Task to complete >>
Once you reach the line that contains "pub enum OoxmlError", retype it and each later line exactly as written, stopping only at the end of the listing.

'''

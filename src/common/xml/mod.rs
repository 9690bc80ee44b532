//! XML text helpers.

mod escape;

pub use escape::escape_xml;
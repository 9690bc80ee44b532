//! Office Open XML (OOXML) writer.
//!
//! The module is organized into two layers:
//!
//! 1. **OPC Layer** (`opc`): package structure (parts, relationships,
//!    content types) and the ZIP container
//! 2. **PresentationML** (`pptx`): slides, shapes and the fixed parts a
//!    PowerPoint deck needs
//!
//! # Example
//!
//! ```rust,no_run
//! use chartdeck::ooxml::pptx::{LineStyle, MutablePresentation, ShapeFill};
//! use chartdeck::common::RGBColor;
//!
//! let mut pres = MutablePresentation::new();
//! let slide = pres.add_slide();
//! slide.add_rectangle(
//!     0,
//!     0,
//!     9_144_000,
//!     5_143_500,
//!     ShapeFill::Solid(RGBColor::WHITE),
//!     LineStyle::None,
//! );
//! pres.save("deck.pptx")?;
//! # Ok::<(), Box<dyn std::error::Error>>(())
//! ```
pub mod error;
pub mod opc;
pub mod pptx;

// Re-export commonly used types from OPC layer
pub use opc::{OpcPackage, PackURI};

// Re-export error types
pub use error::{OoxmlError, Result};
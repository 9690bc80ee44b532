//! Format types for PPTX presentations.

use crate::common::RGBColor;
use crate::ooxml::error::{OoxmlError, Result};
use std::io::Cursor;

/// Image format types supported by PPTX.
#[derive(Debug, Clone, Copy, PartialEq, Eq)]
pub enum ImageFormat {
    Png,
    Jpeg,
    Gif,
    Bmp,
    Tiff,
}

impl ImageFormat {
    /// Get the MIME type for this image format.
    pub fn mime_type(&self) -> &'static str {
        match self {
            Self::Png => "image/png",
            Self::Jpeg => "image/jpeg",
            Self::Gif => "image/gif",
            Self::Bmp => "image/bmp",
            Self::Tiff => "image/tiff",
        }
    }

    /// Get the file extension for this image format.
    pub fn extension(&self) -> &'static str {
        match self {
            Self::Png => "png",
            Self::Jpeg => "jpeg",
            Self::Gif => "gif",
            Self::Bmp => "bmp",
            Self::Tiff => "tiff",
        }
    }

    /// Detect image format from bytes (magic number detection).
    pub fn detect_from_bytes(bytes: &[u8]) -> Option<Self> {
        if bytes.len() < 4 {
            return None;
        }

        // PNG: 89 50 4E 47
        if bytes.starts_with(&[0x89, 0x50, 0x4E, 0x47]) {
            return Some(Self::Png);
        }

        // JPEG: FF D8 FF
        if bytes.starts_with(&[0xFF, 0xD8, 0xFF]) {
            return Some(Self::Jpeg);
        }

        // GIF: 47 49 46 38 (GIF8)
        if bytes.starts_with(&[0x47, 0x49, 0x46, 0x38]) {
            return Some(Self::Gif);
        }

        // BMP: 42 4D (BM)
        if bytes.starts_with(&[0x42, 0x4D]) {
            return Some(Self::Bmp);
        }

        // TIFF: 49 49 2A 00 (little-endian) or 4D 4D 00 2A (big-endian)
        if bytes.starts_with(&[0x49, 0x49, 0x2A, 0x00])
            || bytes.starts_with(&[0x4D, 0x4D, 0x00, 0x2A])
        {
            return Some(Self::Tiff);
        }

        None
    }

    /// Pixel size `(width, height)` read from the image header.
    ///
    /// Fails for unrecognized formats and for headers the decoder rejects.
    pub fn pixel_size(bytes: &[u8]) -> Result<(u32, u32)> {
        let format = Self::detect_from_bytes(bytes)
            .ok_or_else(|| OoxmlError::InvalidImage("unrecognized image format".to_string()))?;
        image::ImageReader::with_format(Cursor::new(bytes), format.to_image_format())
            .into_dimensions()
            .map_err(|e| OoxmlError::InvalidImage(e.to_string()))
    }

    /// The matching decoder format of the `image` crate.
    fn to_image_format(self) -> image::ImageFormat {
        match self {
            Self::Png => image::ImageFormat::Png,
            Self::Jpeg => image::ImageFormat::Jpeg,
            Self::Gif => image::ImageFormat::Gif,
            Self::Bmp => image::ImageFormat::Bmp,
            Self::Tiff => image::ImageFormat::Tiff,
        }
    }
}

/// Text formatting properties for a text box run.
#[derive(Debug, Clone, Default, PartialEq)]
pub struct TextFormat {
    /// Font family
    pub font: Option<String>,
    /// Font size in points
    pub size: Option<f64>,
    /// Bold text
    pub bold: Option<bool>,
    /// Italic text
    pub italic: Option<bool>,
    /// Underline text
    pub underline: Option<bool>,
    /// Text color
    pub color: Option<RGBColor>,
}

#[cfg(test)]
mod tests {
    use super::*;

    #[test]
    fn test_detect_from_bytes() {
        assert_eq!(
            ImageFormat::detect_from_bytes(&[0x89, b'P', b'N', b'G', 0x0D]),
            Some(ImageFormat::Png)
        );
        assert_eq!(
            ImageFormat::detect_from_bytes(&[0xFF, 0xD8, 0xFF, 0xE0]),
            Some(ImageFormat::Jpeg)
        );
        assert_eq!(ImageFormat::detect_from_bytes(b"GIF89a"), Some(ImageFormat::Gif));
        assert_eq!(
            ImageFormat::detect_from_bytes(&[0x4D, 0x4D, 0x00, 0x2A]),
            Some(ImageFormat::Tiff)
        );
        assert_eq!(ImageFormat::detect_from_bytes(b"<svg"), None);
        assert_eq!(ImageFormat::detect_from_bytes(b"BM"), None);
    }

    #[test]
    fn test_pixel_size() {
        let mut png = Vec::new();
        image::RgbImage::new(40, 25)
            .write_to(&mut Cursor::new(&mut png), image::ImageFormat::Png)
            .unwrap();
        assert_eq!(ImageFormat::pixel_size(&png).unwrap(), (40, 25));

        assert!(ImageFormat::pixel_size(b"not an image").is_err());
        assert!(ImageFormat::pixel_size(&png[..12]).is_err());
    }

    #[test]
    fn test_extension_and_mime() {
        assert_eq!(ImageFormat::Jpeg.extension(), "jpeg");
        assert_eq!(ImageFormat::Bmp.mime_type(), "image/bmp");
    }
}
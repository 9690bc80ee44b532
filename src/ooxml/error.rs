//! Errors raised while building PresentationML parts.
use thiserror::Error;

pub type Result<T> = std::result::Result<T, OoxmlError>;

#[derive(Error, Debug)]
pub enum OoxmlError {
    /// Package layer failure
    #[error("OPC error: {0}")]
    Opc(#[from] crate::ooxml::opc::error::OpcError),

    /// A part could not be generated
    #[error("XML error: {0}")]
    Xml(String),

    /// Image data that cannot be embedded
    #[error("Invalid image: {0}")]
    InvalidImage(String),

    #[error("IO error: {0}")]
    Io(#[from] std::io::Error),
}

impl From<std::fmt::Error> for OoxmlError {
    fn from(err: std::fmt::Error) -> Self {
        OoxmlError::Xml(err.to_string())
    }
}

'''

Expected answer >>
pub enum OoxmlError {
    /// Package layer failure
    #[error("OPC error: {0}")]
    Opc(#[from] crate::ooxml::opc::error::OpcError),

    /// A part could not be generated
    #[error("XML error: {0}")]
    Xml(String),

    /// Image data that cannot be embedded
    #[error("Invalid image: {0}")]
    InvalidImage(String),

    #[error("IO error: {0}")]
    Io(#[from] std::io::Error),
}

impl From<std::fmt::Error> for OoxmlError {
    fn from(err: std::fmt::Error) -> Self {
        OoxmlError::Xml(err.to_string())
    }
}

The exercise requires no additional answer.